EXTRACTED RECORDS
■ ■ ■ ■
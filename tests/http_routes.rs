mod common;

use actix_web::{http::StatusCode, test, web, App};
use blogly::routes;
use serde_json::{json, Value};

macro_rules! app {
    ($db:expr) => {
        test::init_service(
            App::new()
                .app_data(web::Data::new($db.clone()))
                .configure(routes::config),
        )
        .await
    };
}

#[actix_web::test]
async fn missing_rows_map_to_not_found() {
    let db = common::memory_db().await;
    let app = app!(db);

    for uri in ["/api/users/41", "/api/posts/42", "/api/tags/43"] {
        let req = test::TestRequest::get().uri(uri).to_request();
        let resp = test::call_service(&app, req).await;
        assert_eq!(resp.status(), StatusCode::NOT_FOUND, "{}", uri);
        let body: Value = test::read_body_json(resp).await;
        assert_eq!(body["code"], 5);
        assert!(body["data"].is_null());
    }

    let req = test::TestRequest::post().uri("/api/posts/42/delete").to_request();
    let resp = test::call_service(&app, req).await;
    assert_eq!(resp.status(), StatusCode::NOT_FOUND);
}

#[actix_web::test]
async fn invalid_user_input_is_rejected() {
    let db = common::memory_db().await;
    let app = app!(db);

    let req = test::TestRequest::post()
        .uri("/api/users/new")
        .set_json(json!({ "firstName": "  ", "lastName": "Lovelace" }))
        .to_request();
    let resp = test::call_service(&app, req).await;
    assert_eq!(resp.status(), StatusCode::BAD_REQUEST);
    let body: Value = test::read_body_json(resp).await;
    assert_eq!(body["code"], 1);

    let req = test::TestRequest::post()
        .uri("/api/users/new")
        .set_json(json!({ "firstName": "A".repeat(21), "lastName": "Lovelace" }))
        .to_request();
    let resp = test::call_service(&app, req).await;
    assert_eq!(resp.status(), StatusCode::BAD_REQUEST);

    let req = test::TestRequest::post()
        .uri("/api/users/new")
        .insert_header(("content-type", "application/json"))
        .set_payload("{not json")
        .to_request();
    let resp = test::call_service(&app, req).await;
    assert_eq!(resp.status(), StatusCode::BAD_REQUEST);
}

#[actix_web::test]
async fn duplicate_tag_is_conflict() {
    let db = common::memory_db().await;
    let app = app!(db);

    let req = test::TestRequest::post()
        .uri("/api/tags/new")
        .set_json(json!({ "name": "tech" }))
        .to_request();
    assert_eq!(test::call_service(&app, req).await.status(), StatusCode::OK);

    let req = test::TestRequest::post()
        .uri("/api/tags/new")
        .set_json(json!({ "name": " tech " }))
        .to_request();
    let resp = test::call_service(&app, req).await;
    assert_eq!(resp.status(), StatusCode::CONFLICT);
    let body: Value = test::read_body_json(resp).await;
    assert_eq!(body["code"], 2);
}

#[actix_web::test]
async fn blog_flow_over_http() {
    let db = common::memory_db().await;
    let app = app!(db);

    let req = test::TestRequest::post()
        .uri("/api/users/new")
        .set_json(json!({ "firstName": "Ada", "lastName": "Lovelace", "imageUrl": "" }))
        .to_request();
    let body: Value = test::call_and_read_body_json(&app, req).await;
    assert_eq!(body["code"], 0);
    assert_eq!(body["data"]["fullName"], "Ada Lovelace");
    assert_eq!(body["data"]["imageUrl"], "/static/default_image.png");
    let user_id = body["data"]["id"].as_i64().expect("user id");

    let mut tag_ids = Vec::new();
    for name in ["tech", "math"] {
        let req = test::TestRequest::post()
            .uri("/api/tags/new")
            .set_json(json!({ "name": name }))
            .to_request();
        let body: Value = test::call_and_read_body_json(&app, req).await;
        tag_ids.push(body["data"]["id"].as_i64().expect("tag id"));
    }

    let req = test::TestRequest::post()
        .uri(&format!("/api/users/{}/posts/new", user_id))
        .set_json(json!({ "title": "Notes", "content": "Engine", "tagIds": tag_ids }))
        .to_request();
    let body: Value = test::call_and_read_body_json(&app, req).await;
    assert_eq!(body["data"]["userId"], user_id);
    assert_eq!(body["data"]["tags"].as_array().expect("tags").len(), 2);
    let post_id = body["data"]["id"].as_i64().expect("post id");

    let req = test::TestRequest::post()
        .uri(&format!("/api/posts/{}/edit", post_id))
        .set_json(json!({ "title": "Notes", "content": "Engine", "tagIds": [tag_ids[1]] }))
        .to_request();
    let body: Value = test::call_and_read_body_json(&app, req).await;
    assert_eq!(body["data"]["tags"], json!([{ "id": tag_ids[1], "name": "math" }]));
    assert_eq!(body["data"]["author"]["fullName"], "Ada Lovelace");

    let req = test::TestRequest::get().uri("/api/posts/recent").to_request();
    let body: Value = test::call_and_read_body_json(&app, req).await;
    assert_eq!(body["data"][0]["id"], post_id);
    assert_eq!(body["data"][0]["authorName"], "Ada Lovelace");

    let req = test::TestRequest::get()
        .uri(&format!("/api/tags/{}", tag_ids[0]))
        .to_request();
    let body: Value = test::call_and_read_body_json(&app, req).await;
    assert_eq!(body["data"]["name"], "tech");
    assert_eq!(body["data"]["posts"], json!([]));

    let req = test::TestRequest::post()
        .uri(&format!("/api/users/{}/delete", user_id))
        .to_request();
    let body: Value = test::call_and_read_body_json(&app, req).await;
    assert_eq!(body["data"]["postIds"], json!([post_id]));

    let req = test::TestRequest::get()
        .uri(&format!("/api/posts/{}", post_id))
        .to_request();
    assert_eq!(test::call_service(&app, req).await.status(), StatusCode::NOT_FOUND);

    let req = test::TestRequest::get().uri("/api/tags").to_request();
    let body: Value = test::call_and_read_body_json(&app, req).await;
    assert_eq!(body["data"].as_array().expect("tags").len(), 2);
}

#[actix_web::test]
async fn post_content_is_stored_as_typed() {
    let db = common::memory_db().await;
    let ada = common::seed_user(&db, "Ada", "Lovelace").await;
    let app = app!(db);
    let content = "    indented code\n\nlast para\n";

    let req = test::TestRequest::post()
        .uri(&format!("/api/users/{}/posts/new", ada.id))
        .set_json(json!({ "title": "Snippet", "content": content }))
        .to_request();
    let body: Value = test::call_and_read_body_json(&app, req).await;
    assert_eq!(body["data"]["content"], content);
    let post_id = body["data"]["id"].as_i64().expect("post id");

    let req = test::TestRequest::get()
        .uri(&format!("/api/posts/{}", post_id))
        .to_request();
    let body: Value = test::call_and_read_body_json(&app, req).await;
    assert_eq!(body["data"]["content"], content);

    let req = test::TestRequest::post()
        .uri(&format!("/api/posts/{}/edit", post_id))
        .set_json(json!({ "title": "Snippet", "content": " \n\t " }))
        .to_request();
    let resp = test::call_service(&app, req).await;
    assert_eq!(resp.status(), StatusCode::BAD_REQUEST);
}

#[actix_web::test]
async fn unparsable_path_ids_use_the_response_envelope() {
    let db = common::memory_db().await;
    let app = app!(db);

    let req = test::TestRequest::get().uri("/api/users/99999999999").to_request();
    let resp = test::call_service(&app, req).await;
    assert_eq!(resp.status(), StatusCode::BAD_REQUEST);
    let body: Value = test::read_body_json(resp).await;
    assert_eq!(body["code"], 1);
    assert!(body["data"].is_null());
    assert!(body["msg"].as_str().expect("msg").starts_with("invalid path parameter"));
}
■ ■ ■ ■
WHAT YOU WILL DO
In the listing, find each line with the string "title" and copy it.

THE COMPLETED TASK
        .set_json(json!({ "title": "Notes", "content": "Engine", "tagIds": tag_ids }))
        .set_json(json!({ "title": "Notes", "content": "Engine", "tagIds": [tag_ids[1]] }))
        .set_json(json!({ "title": "Snippet", "content": content }))
        .set_json(json!({ "title": "Snippet", "content": " \n\t " }))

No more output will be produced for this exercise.